🤖 AI Summary
This work addresses the inefficiency of Generative Flow Networks (GFlowNets) in high-dimensional state spaces, where excessive exploration of low-reward regions hinders convergence. To mitigate this, the study introduces, for the first time, a combinatorial multi-armed bandit (CMAB) mechanism into GFlowNets, dynamically identifying and focusing on multiple high-scoring, compact subspaces. Coupled with an action-pruning strategy, this approach effectively suppresses unproductive exploration while preserving generation diversity. The proposed method significantly enhances the discovery efficiency of high-value candidate solutions. Experimental results across multiple tasks demonstrate that the generated samples consistently achieve substantially higher rewards than those produced by existing methods, confirming the dual advantages of improved sample quality and exploration efficiency.
📝 Abstract
As a probabilistic sampling framework, Generative Flow Networks (GFlowNets) show strong potential for constructing complex combinatorial objects through the sequential composition of elementary components. However, existing GFlowNets often suffer from excessive exploration over vast state spaces, leading to over-sampling of low-reward regions and convergence to suboptimal distributions. Effectively biasing GFlowNets toward high-reward solutions remains a non-trivial challenge. In this paper, we propose CMAB-GFN, which integrates a combinatorial multi-armed bandit (CMAB) framework with GFlowNet policies.

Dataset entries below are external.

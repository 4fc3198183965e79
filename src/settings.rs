//! Process settings loaded from `settings/core.json`.
//!
//! Unspecified fields fall back to defaults, so a partial settings file
//! keeps working across releases.

use serde::{Deserialize, Serialize};

use crate::paths::AppDirs;

#[derive(Debug, Clone, Serialize, Deserialize)]
#[serde(default, rename_all = "camelCase")]
pub struct Settings {
    /// Inter-message gap that splits session-index entries, in seconds.
    pub gap_threshold_seconds: i64,
    /// Messages per parser batch.
    pub message_batch_size: usize,
    /// Commit the import transaction every N messages.
    pub commit_every_messages: u64,
    /// Truncate the WAL every N messages during import.
    pub checkpoint_every_messages: u64,
    /// Row cap applied to raw SQL execution.
    pub sql_row_limit: usize,
    /// Wall-clock bound for raw SQL execution, in milliseconds.
    pub sql_timeout_ms: u64,
}

impl Default for Settings {
    fn default() -> Self {
        Settings {
            gap_threshold_seconds: 1800,
            message_batch_size: 5000,
            commit_every_messages: 50_000,
            checkpoint_every_messages: 200_000,
            sql_row_limit: 1000,
            sql_timeout_ms: 5000,
        }
    }
}

const SETTINGS_FILENAME: &str = "core.json";

impl Settings {
    /// Load settings, falling back to defaults when the file is absent
    /// or unreadable.
    pub fn load(dirs: &AppDirs) -> Settings {
        let path = dirs.settings().join(SETTINGS_FILENAME);
        match std::fs::read_to_string(&path) {
            Ok(content) => serde_json::from_str(&content).unwrap_or_default(),
            Err(_) => Settings::default(),
        }
    }

    pub fn save(&self, dirs: &AppDirs) -> anyhow::Result<()> {
        let path = dirs.settings().join(SETTINGS_FILENAME);
        std::fs::write(&path, serde_json::to_string_pretty(self)?)?;
        Ok(())
    }
}

#[cfg(test)]
mod tests {
    use super::*;

    #[test]
    fn partial_settings_keep_defaults() {
        let parsed: Settings = serde_json::from_str(r#"{"gapThresholdSeconds": 600}"#).unwrap();
        assert_eq!(parsed.gap_threshold_seconds, 600);
        assert_eq!(parsed.message_batch_size, 5000);
        assert_eq!(parsed.commit_every_messages, 50_000);
    }
}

The CMAB component prunes low-quality actions, yielding compact high-scoring subspaces for exploration. Restricting GFNs to these compact high-scoring subspaces accelerates the discovery of high-value candidates, while the exploration of different subspaces ensures that diversity is not sacrificed. Experimental results on multiple tasks demonstrate that CMAB-GFN generates higher-reward candidates than existing approaches.